Boehner also flew at least 45 times on corporate jets owned by companies “with a financial stake in congressional affairs” from June 2001 through September 2005, the center reported. The corporations on whose planes Boehner flew included tobacco companies such as R.J. Reynolds Tobacco (15 times), UST Inc. (seven times), and Swisher International Inc. (seven times).

“Boehner is one of Congress’ most frequent corporate fliers,” Roberta Baskin, executive director of the center, said, based on a review of other lawmakers’ disclosure forms.

The report is the most detailed and comprehensive look at the new majority leader. Boehner, elected to the post last month, had been criticized by lawmakers who opposed his elevation for being too close to lobbyists.

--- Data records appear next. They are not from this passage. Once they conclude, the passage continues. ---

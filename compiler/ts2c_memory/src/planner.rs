//! Turning heap sites into allocations with one release each.

use rustc_hash::FxHashMap;
use ts2c_ir::{scope, Ast, NodeId, NodeKind, StringInterner};
use ts2c_types::TypeTable;

use crate::allocation::{AllocationCategory, Disposal, GcCollections, ScopeAllocationInfo};
use crate::calls::CallEscapes;
use crate::graph::{Effect, EscapeGraph};
use crate::sites::{find_sites, HeapSite, SiteKind};
use crate::temps::{TempTracker, TemporaryVariable};

/// Allocation decisions for one program.
#[derive(Clone, Debug, Default)]
pub struct MemoryPlan {
    allocations: Vec<ScopeAllocationInfo>,
    by_node: FxHashMap<NodeId, usize>,
    /// Function or program node -> allocations declared there.
    declarations: FxHashMap<NodeId, Vec<usize>>,
    /// Function, program or loop node -> allocations released there.
    destructors: FxHashMap<NodeId, Vec<usize>>,
    collections: GcCollections,
    temps: TempTracker,
}

/// Plan every allocation of the program.
#[tracing::instrument(level = "debug", skip_all)]
pub fn plan_memory(
    ast: &Ast,
    interner: &StringInterner,
    types: &TypeTable,
    calls: &dyn CallEscapes,
) -> MemoryPlan {
    let taken = types.symbols().vars().map(|(_, v)| v.c_name.clone());
    let mut plan = MemoryPlan {
        temps: TempTracker::new(taken),
        ..MemoryPlan::default()
    };
    let graph = EscapeGraph::new(ast, interner, types, calls);

    for site in find_sites(ast, interner, types, calls) {
        plan.add_site(ast, types, &graph, site);
    }

    tracing::debug!(
        allocations = plan.allocations.len(),
        collections = ?plan.collections,
        "memory planned"
    );
    plan
}

impl MemoryPlan {
    fn add_site(&mut self, ast: &Ast, types: &TypeTable, graph: &EscapeGraph<'_>, site: HeapSite) {
        let node = site.node;
        let home = scope::defining_scope(ast, node);
        let innermost_loop = scope::enclosing_loop(ast, node);
        let scope_node = innermost_loop.unwrap_or(home);

        let reused_var = reusable_variable(ast, types, &site);
        match &reused_var {
            Some(name) => self.temps.adopt(node, name, site.ty.clone(), scope_node),
            None => self.temps.track(node, &site.name_hint, site.ty.clone(), scope_node),
        };

        let reach = graph.reach(node);
        for effect in &reach.effects {
            match *effect {
                Effect::Scope(outer) => self.temps.promote(ast, node, outer, false),
                Effect::Container { scope, write } => {
                    self.temps.promote(ast, node, scope, scope::is_in_loop(ast, write));
                }
                Effect::Global => self.temps.promote(ast, node, ast.root(), false),
                Effect::None | Effect::NotSimple => {}
            }
        }

        let Some(temp) = self.temps.get(node) else {
            return;
        };
        let disposal = decide(ast, temp, home, innermost_loop, !reach.not_simple);
        let category = AllocationCategory::for_type(&site.ty, site.owns_contents);

        tracing::trace!(
            node = node.raw(),
            name = %temp.name,
            ?disposal,
            ?category,
            "allocation"
        );

        let info = ScopeAllocationInfo {
            node,
            category,
            var_name: temp.name.clone(),
            ty: site.ty,
            scope_id: home,
            disposal,
            reused: reused_var.is_some(),
        };
        let index = self.allocations.len();
        if !info.reused {
            self.declarations.entry(home).or_default().push(index);
        }
        match disposal {
            Disposal::Collected => self.collections |= category.collection(),
            Disposal::PerIteration(at) | Disposal::AtScopeExit(at) => {
                self.destructors.entry(at).or_default().push(index);
            }
        }
        self.by_node.insert(node, index);
        self.allocations.push(info);
    }

    /// Every allocation, in source order.
    pub fn allocations(&self) -> &[ScopeAllocationInfo] {
        &self.allocations
    }

    pub fn allocation(&self, node: NodeId) -> Option<&ScopeAllocationInfo> {
        self.by_node.get(&node).map(|&i| &self.allocations[i])
    }

    /// Name reserved for the value of `node`.
    pub fn var_name(&self, node: NodeId) -> Option<&str> {
        self.allocation(node).map(|a| a.var_name.as_str())
    }

    /// The allocation of `node` writes straight into its variable.
    pub fn is_reused(&self, node: NodeId) -> bool {
        self.allocation(node).is_some_and(|a| a.reused)
    }

    /// Temporaries to declare in a function (or the program).
    pub fn declarations(&self, scope: NodeId) -> impl Iterator<Item = &ScopeAllocationInfo> {
        self.indexed(self.declarations.get(&scope))
    }

    /// Allocations released when `scope` (function, program or loop
    /// iteration) ends.
    pub fn destructors(&self, scope: NodeId) -> impl Iterator<Item = &ScopeAllocationInfo> {
        self.indexed(self.destructors.get(&scope))
    }

    pub fn has_destructors(&self, scope: NodeId) -> bool {
        self.destructors.get(&scope).is_some_and(|d| !d.is_empty())
    }

    fn indexed<'a>(
        &'a self,
        indices: Option<&'a Vec<usize>>,
    ) -> impl Iterator<Item = &'a ScopeAllocationInfo> + 'a {
        indices
            .into_iter()
            .flatten()
            .map(move |&i| &self.allocations[i])
    }

    /// Garbage collections `main` has to create and free.
    pub fn collections(&self) -> GcCollections {
        self.collections
    }

    pub fn temps(&self) -> &TempTracker {
        &self.temps
    }

    /// The temporary an expression evaluates to, if any.
    pub fn resolve_temp(
        &self,
        ast: &Ast,
        types: &TypeTable,
        node: NodeId,
    ) -> Option<&TemporaryVariable> {
        self.temps.resolve(ast, types.symbols(), node)
    }
}

/// Pick the release point of one allocation.
fn decide(
    ast: &Ast,
    temp: &TemporaryVariable,
    home: NodeId,
    innermost_loop: Option<NodeId>,
    simple: bool,
) -> Disposal {
    if temp.dispose_later {
        return Disposal::Collected;
    }
    match innermost_loop {
        Some(loop_node) if simple && scope::is_ancestor(ast, loop_node, temp.escape_node) => {
            Disposal::PerIteration(loop_node)
        }
        Some(_) => Disposal::Collected,
        None if scope::is_ancestor(ast, home, temp.escape_node) => Disposal::AtScopeExit(home),
        None => Disposal::Collected,
    }
}

/// The variable a literal can be built in directly: it initializes the
/// variable and nothing ever assigns to it again.
fn reusable_variable(ast: &Ast, types: &TypeTable, site: &HeapSite) -> Option<String> {
    if !matches!(site.kind, SiteKind::ArrayLiteral | SiteKind::ObjectLiteral) {
        return None;
    }
    let (parent, _) = ast.parent_skipping_parens(site.node)?;
    if !matches!(ast.kind(parent), NodeKind::Declarator { .. }) {
        return None;
    }
    let var = types.symbols().declared_by(parent)?;
    let info = types.var(var);
    let reassigned = info.references.iter().any(|&r| {
        ast.parent_skipping_parens(r).is_some_and(|(p, c)| {
            matches!(ast.kind(p), NodeKind::Assign { target, .. } if *target == c)
                || matches!(ast.kind(p), NodeKind::Update { .. })
        })
    });
    (!reassigned).then(|| info.c_name.clone())
}

#[cfg(test)]
mod tests;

Boehner rejected that characterization and offered himself as an agent of change, especially on the issue of congressional ethics. The center concluded, however, that Boehner built “a network of political and business relationships” with corporations and other interests “not unlike” his predecessor, Rep. Tom DeLay, R-Texas, whose tenure in the job was controversial in large part because of his close ties to lobbyists and lobbying groups.

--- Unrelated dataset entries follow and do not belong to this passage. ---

#![allow(clippy::unwrap_used)]

use pretty_assertions::assert_eq;
use ts2c_diagnostic::ErrorCode;
use ts2c_ir::{Ast, BinaryOp, DeclKind, NodeId, NodeKind, SyntaxKind, UpdateOp};

use super::*;

fn parse_ok(source: &str) -> (Ast, StringInterner) {
    let interner = StringInterner::new();
    let output = parse_source(source, &interner);
    assert!(
        !output.has_errors(),
        "unexpected errors: {:?}",
        output.diagnostics()
    );
    (output.ast, interner)
}

fn body(ast: &Ast) -> Vec<NodeId> {
    match ast.kind(ast.root()) {
        NodeKind::Program { body } => body.clone(),
        other => panic!("root is not a program: {other:?}"),
    }
}

fn stmt_expr(ast: &Ast, stmt: NodeId) -> NodeId {
    match ast.kind(stmt) {
        NodeKind::ExprStmt { expr } => *expr,
        other => panic!("not an expression statement: {other:?}"),
    }
}

#[test]
fn test_declaration_with_multiple_declarators() {
    let (ast, interner) = parse_ok("const a = 45.97, b = 4.32;");
    let stmts = body(&ast);
    assert_eq!(stmts.len(), 1);
    let NodeKind::VarDecl { kind, declarators } = ast.kind(stmts[0]) else {
        panic!("expected declaration");
    };
    assert_eq!(*kind, DeclKind::Const);
    assert_eq!(declarators.len(), 2);
    let NodeKind::Declarator { name, init } = ast.kind(declarators[1]) else {
        panic!("expected declarator");
    };
    assert_eq!(interner.lookup(*name), "b");
    let NodeKind::Number { value, raw } = ast.kind(init.unwrap()) else {
        panic!("expected number");
    };
    assert!((value - 4.32).abs() < f64::EPSILON);
    assert_eq!(interner.lookup(*raw), "4.32");
}

#[test]
fn test_precedence() {
    let (ast, _) = parse_ok("x = 1 + 2 * 3 == 7 && y;");
    let expr = stmt_expr(&ast, body(&ast)[0]);
    let NodeKind::Assign { op: None, value, .. } = ast.kind(expr) else {
        panic!("expected assignment");
    };
    let NodeKind::Binary { op, left, .. } = ast.kind(*value) else {
        panic!("expected binary");
    };
    assert_eq!(*op, BinaryOp::And);
    let NodeKind::Binary { op, left, .. } = ast.kind(*left) else {
        panic!("expected equality");
    };
    assert_eq!(*op, BinaryOp::Eq);
    let NodeKind::Binary { op, right, .. } = ast.kind(*left) else {
        panic!("expected addition");
    };
    assert_eq!(*op, BinaryOp::Add);
    assert!(matches!(
        ast.kind(*right),
        NodeKind::Binary {
            op: BinaryOp::Mul,
            ..
        }
    ));
}

#[test]
fn test_assignment_is_right_associative() {
    let (ast, _) = parse_ok("a = b += 2");
    let expr = stmt_expr(&ast, body(&ast)[0]);
    let NodeKind::Assign { op: None, value, .. } = ast.kind(expr) else {
        panic!("expected assignment");
    };
    assert!(matches!(
        ast.kind(*value),
        NodeKind::Assign {
            op: Some(BinaryOp::Add),
            ..
        }
    ));
}

#[test]
fn test_automatic_semicolons() {
    let (ast, _) = parse_ok("let a = 1\nlet b = a\na++\n--b");
    let stmts = body(&ast);
    assert_eq!(stmts.len(), 4);
    let update = stmt_expr(&ast, stmts[2]);
    assert!(matches!(
        ast.kind(update),
        NodeKind::Update {
            op: UpdateOp::Increment,
            prefix: false,
            ..
        }
    ));
    let update = stmt_expr(&ast, stmts[3]);
    assert!(matches!(
        ast.kind(update),
        NodeKind::Update {
            op: UpdateOp::Decrement,
            prefix: true,
            ..
        }
    ));
}

#[test]
fn test_method_call_chain() {
    let (ast, interner) = parse_ok("console.log(a.push(2), s[0]);");
    let call = stmt_expr(&ast, body(&ast)[0]);
    let NodeKind::Call { callee, args } = ast.kind(call) else {
        panic!("expected call");
    };
    let NodeKind::Member { property, .. } = ast.kind(*callee) else {
        panic!("expected member callee");
    };
    assert_eq!(interner.lookup(*property), "log");
    assert_eq!(args.len(), 2);
    assert_eq!(ast.syntax_kind(args[0]), SyntaxKind::Call);
    assert_eq!(ast.syntax_kind(args[1]), SyntaxKind::Index);
}

#[test]
fn test_object_literal_keys() {
    let (ast, interner) = parse_ok("const o = { hello: \"World\", 'k': 1, n, };");
    let decl = body(&ast)[0];
    let object = ast
        .descendants(decl)
        .into_iter()
        .find(|&id| ast.syntax_kind(id) == SyntaxKind::Object)
        .unwrap();
    let NodeKind::Object { properties } = ast.kind(object) else {
        panic!("expected object");
    };
    let keys: Vec<&str> = properties
        .iter()
        .map(|&p| match ast.kind(p) {
            NodeKind::Property { key, .. } => interner.lookup(*key),
            _ => "",
        })
        .collect();
    assert_eq!(keys, vec!["hello", "k", "n"]);
}

#[test]
fn test_function_with_annotations() {
    let source = "function add(a: number, b?: number): number { return a + b; }\n\
                  let xs: Array<Array<number>> = [];\n\
                  let m: { [k: string]: number } | null = null;\n\
                  let t = (x as number) + 1;";
    let (ast, interner) = parse_ok(source);
    let stmts = body(&ast);
    assert_eq!(stmts.len(), 4);
    let NodeKind::Function { name, params, body: fn_body } = ast.kind(stmts[0]) else {
        panic!("expected function");
    };
    assert_eq!(interner.lookup(*name), "add");
    assert_eq!(params.len(), 2);
    assert_eq!(ast.syntax_kind(*fn_body), SyntaxKind::Block);
}

#[test]
fn test_for_forms() {
    let (ast, _) = parse_ok(
        "for (let i = 0; i < 3; i++) {}\n\
         for (const x of xs) {}\n\
         for (var k in obj) {}\n\
         for (k in obj) {}\n\
         for (;;) break;",
    );
    let kinds: Vec<SyntaxKind> = body(&ast).iter().map(|&s| ast.syntax_kind(s)).collect();
    assert_eq!(
        kinds,
        vec![
            SyntaxKind::For,
            SyntaxKind::ForOf,
            SyntaxKind::ForIn,
            SyntaxKind::ForIn,
            SyntaxKind::For,
        ]
    );
    let NodeKind::ForOf { left, .. } = ast.kind(body(&ast)[1]) else {
        panic!("expected for-of");
    };
    assert_eq!(ast.syntax_kind(*left), SyntaxKind::VarDecl);
}

#[test]
fn test_if_else_and_loops() {
    let (ast, _) = parse_ok(
        "if (a) b(); else if (c) { d(); } else e();\n\
         while (x) x--;\n\
         do { y++ } while (y < 10)\n\
         z = c ? 1 : 2;",
    );
    let kinds: Vec<SyntaxKind> = body(&ast).iter().map(|&s| ast.syntax_kind(s)).collect();
    assert_eq!(
        kinds,
        vec![
            SyntaxKind::If,
            SyntaxKind::While,
            SyntaxKind::DoWhile,
            SyntaxKind::ExprStmt,
        ]
    );
}

#[test]
fn test_parents_are_linked() {
    let (ast, _) = parse_ok("let a = [1, 2];");
    let decl = body(&ast)[0];
    for id in ast.descendants(decl).into_iter().skip(1) {
        let parent = ast.parent(id).unwrap();
        assert!(ast.children(parent).contains(&id));
    }
    assert_eq!(ast.parent(decl), Some(ast.root()));
}

#[test]
fn test_recovers_after_error() {
    let interner = StringInterner::new();
    let output = parse_source("let a = ;\nlet b = 2;\nfoo(1 2);\nlet c = 3;", &interner);
    assert_eq!(output.errors.len(), 2);
    assert_eq!(output.errors[0].code, ErrorCode::E1002);
    assert_eq!(output.errors[1].code, ErrorCode::E1001);
    let decls = body(&output.ast)
        .iter()
        .filter(|&&s| output.ast.syntax_kind(s) == SyntaxKind::VarDecl)
        .count();
    assert_eq!(decls, 2);
}

#[test]
fn test_unclosed_block() {
    let interner = StringInterner::new();
    let output = parse_source("function f() {\n  let a = 1;\n", &interner);
    assert!(output.errors.iter().any(|e| e.code == ErrorCode::E1003));
}

#[test]
fn test_unsupported_syntax() {
    let interner = StringInterner::new();
    let output = parse_source("let f = (x) => x;\ninterface Foo { a: number }", &interner);
    let codes: Vec<ErrorCode> = output.errors.iter().map(|e| e.code).collect();
    assert_eq!(codes, vec![ErrorCode::E1005, ErrorCode::E1005]);
}

#[test]
fn test_lex_errors_become_diagnostics() {
    let interner = StringInterner::new();
    let output = parse_source("let s = \"abc\n", &interner);
    let diagnostics = output.diagnostics();
    assert_eq!(diagnostics[0].code, ErrorCode::E0001);
}

#[test]
fn test_deep_nesting_does_not_overflow() {
    let depth = 2000;
    let source = format!("x = {}1{};", "(".repeat(depth), ")".repeat(depth));
    let (ast, _) = parse_ok(&source);
    assert_eq!(body(&ast).len(), 1);
}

In the early debate over how to crack down on lobbyists – a byproduct of the guilty plea in January of former GOP lobbyist Jack Abramoff – Boehner had been a leading opponent of a ban on privately paid travel.

Boehner pushed instead for enhanced disclosure of privately provided benefits including travel, meals and gifts – the direction the House now appears to be taking in pending legislation. In the meantime, he has accepted a compromise that would ban privately paid travel this year until the House ethics committee devises new rules.

Kevin Madden, a Boehner spokesman, defended the lawmaker’s trips as legal, proper and educational. He said Boehner’s initial enmity toward a ban on private trips was not because he has taken so many of them.

Rather, Madden pointed to the center’s report as proof that disclosure works well. Madden said the study was possible because of the thorough disclosures Boehner made through the years and which he now advocates expanding. The center was able to detail Boehner’s activities because his trips, “in each and every instance, were promptly and publicly disclosed according to law,” Madden said.